La BBC no era más que ese letrero que salía justo antes del programa de Benny Hill. Y el locutor inglés se unía gozoso a la debacle transmitiendo desde Mordor mientras hablaba, entre otras cosas, del ¡cinismo de Kroos! El espectáculo dantesco. El partido una carnicería.

A pesar de casi no querer mirar, uno seguía haciéndose preguntas. Todo era tan extraño (una extrañeza relativa pues lo de ayer ya se había mostrado en síntomas cíclicos en lo que va de dos mil quince) que por momentos, al ver a Sami adentrándose en el campo contrario mientras Toni se quedaba atrás, se sentía el padre negro de Mary cuando Ben Stiller tiene el accidente con la bragueta y aquel exclama horrorizado: ¿Por qué están los platillos encima de la flauta? ¿Por qué Griezmann arrolla a Varane? ¿Por qué Mandzukic no deja de robarle hogazas a Nacho como el Lazarillo al ciego? ¿Por qué Raúl García es tan peligroso que hasta le sacan tarjetas calentando?
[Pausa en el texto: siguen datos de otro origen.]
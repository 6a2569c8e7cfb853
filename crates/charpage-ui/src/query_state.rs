//! Per-fetch query state and its render classification.

use charpage_core::PageNumber;
use charpage_query::{QueryError, QueryResult};

/// Which of the three mutually exclusive screens to show.
#[derive(Debug, Clone, PartialEq)]
pub enum RenderState {
    /// First load, nothing to show yet.
    Loading,
    /// Failed with no data at all.
    Error(String),
    /// Data present; an error may coexist.
    Ready,
}

/// State of the query backing the list view.
#[derive(Debug, Clone, PartialEq)]
pub struct QueryState<T> {
    pub loading: bool,
    pub data: Option<T>,
    pub error: Option<QueryError>,
    /// Page the current `data`/`error` belong to.
    pub page: Option<PageNumber>,
}

impl<T> Default for QueryState<T> {
    fn default() -> Self {
        Self {
            loading: false,
            data: None,
            error: None,
            page: None,
        }
    }
}

impl<T> QueryState<T> {
    /// Start fetching `page`. Data from a different page is dropped; data for
    /// the same page is kept so a refetch never blanks the screen.
    pub fn begin(&mut self, page: PageNumber) {
        if self.page != Some(page) {
            self.data = None;
            self.error = None;
            self.page = Some(page);
        }
        self.loading = true;
    }

    /// Show a cached result for `page` without a fetch.
    pub fn restore(&mut self, page: PageNumber, data: T) {
        self.page = Some(page);
        self.data = Some(data);
        self.error = None;
        self.loading = false;
    }

    /// Fold a completed fetch into the state. A response without data keeps
    /// whatever data was already shown for this page.
    pub fn complete(&mut self, result: QueryResult<T>) {
        self.loading = false;
        self.error = result.error;
        if let Some(data) = result.data {
            self.data = Some(data);
        }
    }

    pub fn render_state(&self) -> RenderState {
        if self.loading && self.data.is_none() {
            return RenderState::Loading;
        }
        if self.data.is_none() {
            if let Some(error) = &self.error {
                return RenderState::Error(error.to_string());
            }
        }
        RenderState::Ready
    }
}
//! The `Characters` page query and its response shape.
//!
//! Every field is optional on the wire. Accessors substitute empty or null
//! defaults so callers never have to care which part of a response was absent.

use charpage_core::PageNumber;
use serde::{Deserialize, Serialize};

use crate::operation::GraphqlOperation;

pub struct CharactersQuery;

impl GraphqlOperation for CharactersQuery {
    type Variables = CharactersVariables;
    type ResponseData = CharactersData;

    const QUERY: &'static str = r#"query Characters($page: Int) {
  characters(page: $page) {
    info {
      pages
      next
      prev
    }
    results {
      id
      name
      image
      status
      species
    }
  }
}"#;
    const OPERATION_NAME: &'static str = "Characters";
}

#[derive(Debug, Clone, Copy, PartialEq, Eq, Serialize, Deserialize)]
pub struct CharactersVariables {
    pub page: PageNumber,
}

impl CharactersVariables {
    pub fn new(page: PageNumber) -> Self {
        Self { page }
    }
}

#[derive(Debug, Clone, Default, PartialEq, Serialize, Deserialize)]
pub struct CharactersData {
    #[serde(default)]
    pub characters: Option<CharacterPage>,
}

impl CharactersData {
    /// Characters on this page, or an empty slice when absent.
    pub fn results(&self) -> &[Character] {
        self.characters
            .as_ref()
            .and_then(|page| page.results.as_deref())
            .unwrap_or(&[])
    }

    /// Page metadata, all-null when absent.
    pub fn info(&self) -> PageInfo {
        self.characters
            .as_ref()
            .and_then(|page| page.info)
            .unwrap_or_default()
    }
}

#[derive(Debug, Clone, Default, PartialEq, Serialize, Deserialize)]
pub struct CharacterPage {
    #[serde(default)]
    pub info: Option<PageInfo>,
    #[serde(default)]
    pub results: Option<Vec<Character>>,
}

#[derive(Debug, Clone, Copy, Default, PartialEq, Eq, Serialize, Deserialize)]
pub struct PageInfo {
    #[serde(default)]
    pub pages: Option<u32>,
    #[serde(default)]
    pub next: Option<PageNumber>,
    #[serde(default)]
    pub prev: Option<PageNumber>,
}

#[derive(Debug, Clone, Default, PartialEq, Eq, Serialize, Deserialize)]
pub struct Character {
    #[serde(default)]
    pub id: Option<String>,
    #[serde(default)]
    pub name: Option<String>,
    #[serde(default)]
    pub image: Option<String>,
    #[serde(default)]
    pub status: Option<String>,
    #[serde(default)]
    pub species: Option<String>,
}
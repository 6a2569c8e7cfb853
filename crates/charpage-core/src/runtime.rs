//! Single-threaded UI runtime with a cross-thread dispatcher.
//!
//! All page-state mutation and rendering happen on the thread that created the
//! [`Runtime`]. Background work reports back through [`UiDispatcher`], and its
//! results are delivered the next time the host calls [`RuntimeHandle::drain_ui`].

use std::any::Any;
use std::cell::{Cell, RefCell};
use std::collections::VecDeque;
use std::rc::Rc;
use std::sync::atomic::{AtomicUsize, Ordering};
use std::sync::{mpsc, Arc};
use std::thread::ThreadId;
use std::time::Duration;

use crate::collections::map::HashMap;
use crate::platform::{BackgroundExecutor, BackgroundJob, ThreadExecutor};

enum UiMessage {
    Task(Box<dyn FnOnce() + Send + 'static>),
    Invoke { id: u64, value: Box<dyn Any + Send> },
}

type UiContinuation = Box<dyn FnOnce(Box<dyn Any>) + 'static>;
type UiContinuationMap = HashMap<u64, UiContinuation>;

struct UiDispatcherInner {
    tx: mpsc::Sender<UiMessage>,
    pending: AtomicUsize,
}

impl UiDispatcherInner {
    fn new(tx: mpsc::Sender<UiMessage>) -> Self {
        Self {
            tx,
            pending: AtomicUsize::new(0),
        }
    }

    fn send(&self, message: UiMessage) {
        self.pending.fetch_add(1, Ordering::SeqCst);
        if self.tx.send(message).is_err() {
            self.pending.fetch_sub(1, Ordering::SeqCst);
            log::debug!("UI runtime gone; dropping message");
        }
    }

    fn has_pending(&self) -> bool {
        self.pending.load(Ordering::SeqCst) > 0
    }
}

struct PendingGuard<'a> {
    counter: &'a AtomicUsize,
}

impl<'a> PendingGuard<'a> {
    fn new(counter: &'a AtomicUsize) -> Self {
        Self { counter }
    }
}

impl Drop for PendingGuard<'_> {
    fn drop(&mut self) {
        let previous = self.counter.fetch_sub(1, Ordering::SeqCst);
        debug_assert!(previous > 0, "UI dispatcher pending count underflowed");
    }
}

/// Thread-safe handle for posting work back onto the UI thread.
#[derive(Clone)]
pub struct UiDispatcher {
    inner: Arc<UiDispatcherInner>,
}

impl UiDispatcher {
    pub fn post(&self, task: impl FnOnce() + Send + 'static) {
        self.inner.send(UiMessage::Task(Box::new(task)));
    }

    pub fn post_invoke<T>(&self, id: u64, value: T)
    where
        T: Send + 'static,
    {
        self.inner.send(UiMessage::Invoke {
            id,
            value: Box::new(value),
        });
    }

    pub fn has_pending(&self) -> bool {
        self.inner.has_pending()
    }
}

struct RuntimeInner {
    dispatcher: Arc<UiDispatcherInner>,
    ui_rx: mpsc::Receiver<UiMessage>,
    local_tasks: RefCell<VecDeque<Box<dyn FnOnce() + 'static>>>,
    // Messages already taken off the channel by `wait_for_work`.
    received: RefCell<VecDeque<UiMessage>>,
    ui_conts: RefCell<UiContinuationMap>,
    next_cont_id: Cell<u64>,
    executor: Arc<dyn BackgroundExecutor>,
    ui_thread_id: ThreadId,
}

/// Owner of the UI-side queues. Dropping it disconnects every dispatcher.
pub struct Runtime {
    inner: Rc<RuntimeInner>,
}

impl Runtime {
    /// Runtime that runs background work on fresh OS threads.
    pub fn new() -> Self {
        Self::with_executor(Arc::new(ThreadExecutor))
    }

    pub fn with_executor(executor: Arc<dyn BackgroundExecutor>) -> Self {
        let (tx, rx) = mpsc::channel();
        Self {
            inner: Rc::new(RuntimeInner {
                dispatcher: Arc::new(UiDispatcherInner::new(tx)),
                ui_rx: rx,
                local_tasks: RefCell::new(VecDeque::new()),
                received: RefCell::new(VecDeque::new()),
                ui_conts: RefCell::new(UiContinuationMap::default()),
                next_cont_id: Cell::new(1),
                executor,
                ui_thread_id: std::thread::current().id(),
            }),
        }
    }

    pub fn handle(&self) -> RuntimeHandle {
        RuntimeHandle {
            inner: Rc::clone(&self.inner),
        }
    }
}

impl Default for Runtime {
    fn default() -> Self {
        Self::new()
    }
}

/// Cloneable UI-thread handle to a [`Runtime`].
#[derive(Clone)]
pub struct RuntimeHandle {
    inner: Rc<RuntimeInner>,
}

impl RuntimeHandle {
    pub fn dispatcher(&self) -> UiDispatcher {
        UiDispatcher {
            inner: Arc::clone(&self.inner.dispatcher),
        }
    }

    pub fn assert_ui_thread(&self) {
        debug_assert_eq!(
            std::thread::current().id(),
            self.inner.ui_thread_id,
            "runtime accessed off the UI thread"
        );
    }

    /// Queue UI-only work; it runs during the next [`drain_ui`](Self::drain_ui).
    pub fn enqueue_ui_task(&self, task: Box<dyn FnOnce() + 'static>) {
        self.inner.local_tasks.borrow_mut().push_back(task);
    }

    /// Runs `work` on the background executor and delivers its value to
    /// `on_ui` on the UI thread.
    ///
    /// `on_ui` never crosses threads, so it may capture `Rc`/`RefCell` state.
    pub fn launch_background<T, Work, Ui>(&self, work: Work, on_ui: Ui)
    where
        T: Send + 'static,
        Work: FnOnce() -> T + Send + 'static,
        Ui: FnOnce(T) + 'static,
    {
        self.assert_ui_thread();
        let id = self.register_ui_cont(on_ui);
        let dispatcher = self.dispatcher();
        let job: BackgroundJob = Box::new(move || {
            let value = work();
            dispatcher.post_invoke(id, value);
        });
        if let Err(job) = self.inner.executor.spawn(job) {
            log::warn!("background executor rejected job {id}; running it on the UI thread");
            job();
        }
    }

    fn register_ui_cont<T: 'static>(&self, on_ui: impl FnOnce(T) + 'static) -> u64 {
        let id = self.inner.next_cont_id.get();
        self.inner.next_cont_id.set(id + 1);
        let continuation: UiContinuation = Box::new(move |value: Box<dyn Any>| {
            match value.downcast::<T>() {
                Ok(value) => on_ui(*value),
                Err(_) => log::error!("background result {id} had an unexpected type"),
            }
        });
        self.inner.ui_conts.borrow_mut().insert(id, continuation);
        id
    }

    /// Background continuations registered but not yet delivered.
    pub fn pending_background(&self) -> usize {
        self.inner.ui_conts.borrow().len()
    }

    pub fn has_pending(&self) -> bool {
        !self.inner.local_tasks.borrow().is_empty() || self.inner.dispatcher.has_pending()
    }

    /// Run every queued task and delivered result until both queues are empty.
    /// Returns how many items ran.
    pub fn drain_ui(&self) -> usize {
        self.assert_ui_thread();
        let mut ran = 0;
        loop {
            let local = self.inner.local_tasks.borrow_mut().pop_front();
            if let Some(task) = local {
                task();
                ran += 1;
                continue;
            }
            let received = self.inner.received.borrow_mut().pop_front();
            if let Some(message) = received {
                self.run_message(message);
                ran += 1;
                continue;
            }
            match self.inner.ui_rx.try_recv() {
                Ok(message) => {
                    self.run_message(message);
                    ran += 1;
                }
                Err(_) => break,
            }
        }
        ran
    }

    /// Block until a message arrives from another thread or `timeout` passes.
    /// The message is kept for the next [`drain_ui`](Self::drain_ui).
    pub fn wait_for_work(&self, timeout: Duration) -> bool {
        let queued =
            !self.inner.local_tasks.borrow().is_empty() || !self.inner.received.borrow().is_empty();
        if queued {
            return true;
        }
        match self.inner.ui_rx.recv_timeout(timeout) {
            Ok(message) => {
                self.inner.received.borrow_mut().push_back(message);
                true
            }
            Err(_) => false,
        }
    }

    fn run_message(&self, message: UiMessage) {
        let _guard = PendingGuard::new(&self.inner.dispatcher.pending);
        match message {
            UiMessage::Task(task) => task(),
            UiMessage::Invoke { id, value } => {
                let continuation = self.inner.ui_conts.borrow_mut().remove(&id);
                match continuation {
                    Some(continuation) => continuation(value),
                    None => log::debug!("no continuation registered for {id}"),
                }
            }
        }
    }
}
//! Transport boundary between the client and the remote endpoint.

use std::time::Duration;

use reqwest::blocking::Client;
use reqwest::header::{ACCEPT, CONTENT_TYPE};

use crate::error::QueryError;

/// Public Rick and Morty GraphQL endpoint.
pub const DEFAULT_ENDPOINT: &str = "https://rickandmortyapi.com/graphql";

/// Executes one GraphQL POST and returns the raw response body.
///
/// Implementations are called from worker threads.
pub trait Transport: Send + Sync {
    fn post_json(&self, body: &serde_json::Value) -> Result<Vec<u8>, QueryError>;
}

#[derive(Debug, Clone)]
pub struct HttpTransportBuilder {
    endpoint: String,
    user_agent: String,
    timeout: Duration,
}

impl HttpTransportBuilder {
    pub fn new(endpoint: impl Into<String>) -> Self {
        Self {
            endpoint: endpoint.into(),
            user_agent: concat!("charpage/", env!("CARGO_PKG_VERSION")).to_string(),
            timeout: Duration::from_secs(30),
        }
    }

    pub fn with_user_agent(mut self, user_agent: impl Into<String>) -> Self {
        self.user_agent = user_agent.into();
        self
    }

    pub fn with_timeout(mut self, timeout: Duration) -> Self {
        self.timeout = timeout;
        self
    }

    pub fn build(self) -> Result<HttpTransport, QueryError> {
        let client = Client::builder()
            .user_agent(self.user_agent)
            .timeout(self.timeout)
            .build()?;
        Ok(HttpTransport {
            endpoint: self.endpoint,
            client,
        })
    }
}

/// Blocking HTTP transport over `reqwest`.
#[derive(Debug, Clone)]
pub struct HttpTransport {
    endpoint: String,
    client: Client,
}

impl HttpTransport {
    pub fn builder(endpoint: impl Into<String>) -> HttpTransportBuilder {
        HttpTransportBuilder::new(endpoint)
    }

    pub fn endpoint(&self) -> &str {
        &self.endpoint
    }
}

impl Transport for HttpTransport {
    fn post_json(&self, body: &serde_json::Value) -> Result<Vec<u8>, QueryError> {
        let payload = serde_json::to_vec(body)?;
        let response = self
            .client
            .post(&self.endpoint)
            .header(CONTENT_TYPE, "application/json")
            .header(ACCEPT, "application/json")
            .body(payload)
            .send()?;

        let status = response.status();
        let bytes = response.bytes()?;
        if status.is_success() {
            Ok(bytes.to_vec())
        } else {
            Err(QueryError::HttpStatus {
                status: status.as_u16(),
                body: String::from_utf8_lossy(&bytes).into_owned(),
            })
        }
    }
}
//! Float-only special functions backing `gamma` and `lambert_w`.

use tracing::warn;

use crate::{
    constants::{LAMBERT_W_EPSILON, LAMBERT_W_MAX_ITERATIONS, LAMBERT_W_SEED_LIMIT},
    HypernumError,
};

/// `0.5 * ln(2π)`
const HALF_LN_TWO_PI: f64 = 0.9189385332046728;

/// Coefficients of Stirling's series for `ln(t!)`, as `(numerator, denominator)`
/// of the terms in `1/t, 1/t^3, 1/t^5, ...`.
const STIRLING_TERMS: [(f64, f64); 8] = [
    (1.0, 12.0),
    (-1.0, 360.0),
    (1.0, 1260.0),
    (-1.0, 1680.0),
    (1.0, 1188.0),
    (-691.0, 360360.0),
    (7.0, 1092.0),
    (-3617.0, 122400.0),
];

/// `ln(t!)` from the first `terms` corrections of Stirling's series. Stops
/// early once a correction no longer changes the sum.
pub(crate) fn ln_factorial_stirling(t: f64, terms: usize) -> f64 {
    let mut l = HALF_LN_TWO_PI + (t + 0.5) * t.ln() - t;
    let t2 = t * t;
    let mut power = t;
    for &(numerator, denominator) in STIRLING_TERMS.iter().take(terms) {
        let next = l + numerator / (denominator * power);
        if next == l { break; }
        l = next;
        power *= t2;
    }
    l
}

/// Gamma function of a float: multiply the argument up past 10, then use the
/// full Stirling series.
pub(crate) fn gamma(mut n: f64) -> f64 {
    if n < -50.0 {
        return if n == n.trunc() { f64::INFINITY } else { 0.0 };
    }
    let mut acc = 1.0;
    while n < 10.0 {
        acc *= n;
        n += 1.0;
    }
    ln_factorial_stirling(n - 1.0, STIRLING_TERMS.len()).exp() / acc
}

/// Principal branch of the Lambert W function, by Newton's method on
/// `w * e^w = z`.
///
/// # Errors
/// [`HypernumError::ConvergenceFailure`] if the iterates have not settled
/// within [`LAMBERT_W_MAX_ITERATIONS`] steps, which is what happens below
/// `-1/e` where W has no real value.
pub(crate) fn lambert_w(z: f64) -> Result<f64, HypernumError> {
    if z.is_nan() || z == f64::INFINITY {
        return Ok(z);
    }
    let mut w = if z < LAMBERT_W_SEED_LIMIT { 0.0 } else { z.ln() - z.ln().ln() };
    for _ in 0..LAMBERT_W_MAX_ITERATIONS {
        let ew = w.exp();
        let next = w - (w * ew - z) / (ew * (1.0 + w));
        if next.is_nan() { break; }
        // Relative past 1, since large w has ulps above the tolerance.
        if (next - w).abs() <= LAMBERT_W_EPSILON * w.abs().max(1.0) {
            return Ok(next);
        }
        w = next;
    }
    warn!(z, "Lambert W iteration failed to converge");
    Err(HypernumError::ConvergenceFailure { z })
}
Se ha hablado mucho de la chilena de Saúl pero estaba la cosa incluso para que le saliese al mono Burgos, el Hagrid imberbe del Atleti, mientras Cristiano no podía retener el balón en su poder un par de segundos. A Ronaldo le habrían disparado con aquellos dardos de la secta de El secreto de la Pirámide, siempre buscando la caída, el suicidio ante lo inexplicable. Hay peligro de enfermedad donde Isco hace un regate y se va, se va el caimán pa la Barranquilla.

Hay fractura y no es la del quinto metatarsiano de James, ni siquiera la rotura fatídica de Modric sino un desgarrón de imperio, una decadencia de conjunto que no lee sus viejos relatos para darse cuenta de lo que ha hecho y puede seguir haciendo, otro consejo de Hemingway ante la página en blanco del Calderón donde todo cuenta, incluido Simeone arengando, agitando los pompones con el enemigo destrozado (“que no se salve ni uno”, parecía pensar). El estilo retratado que, pese a la victoria rotunda, pudiera ser una respuesta a la pregunta de aquel niño: ¿Papá, por qué somos del Atleti?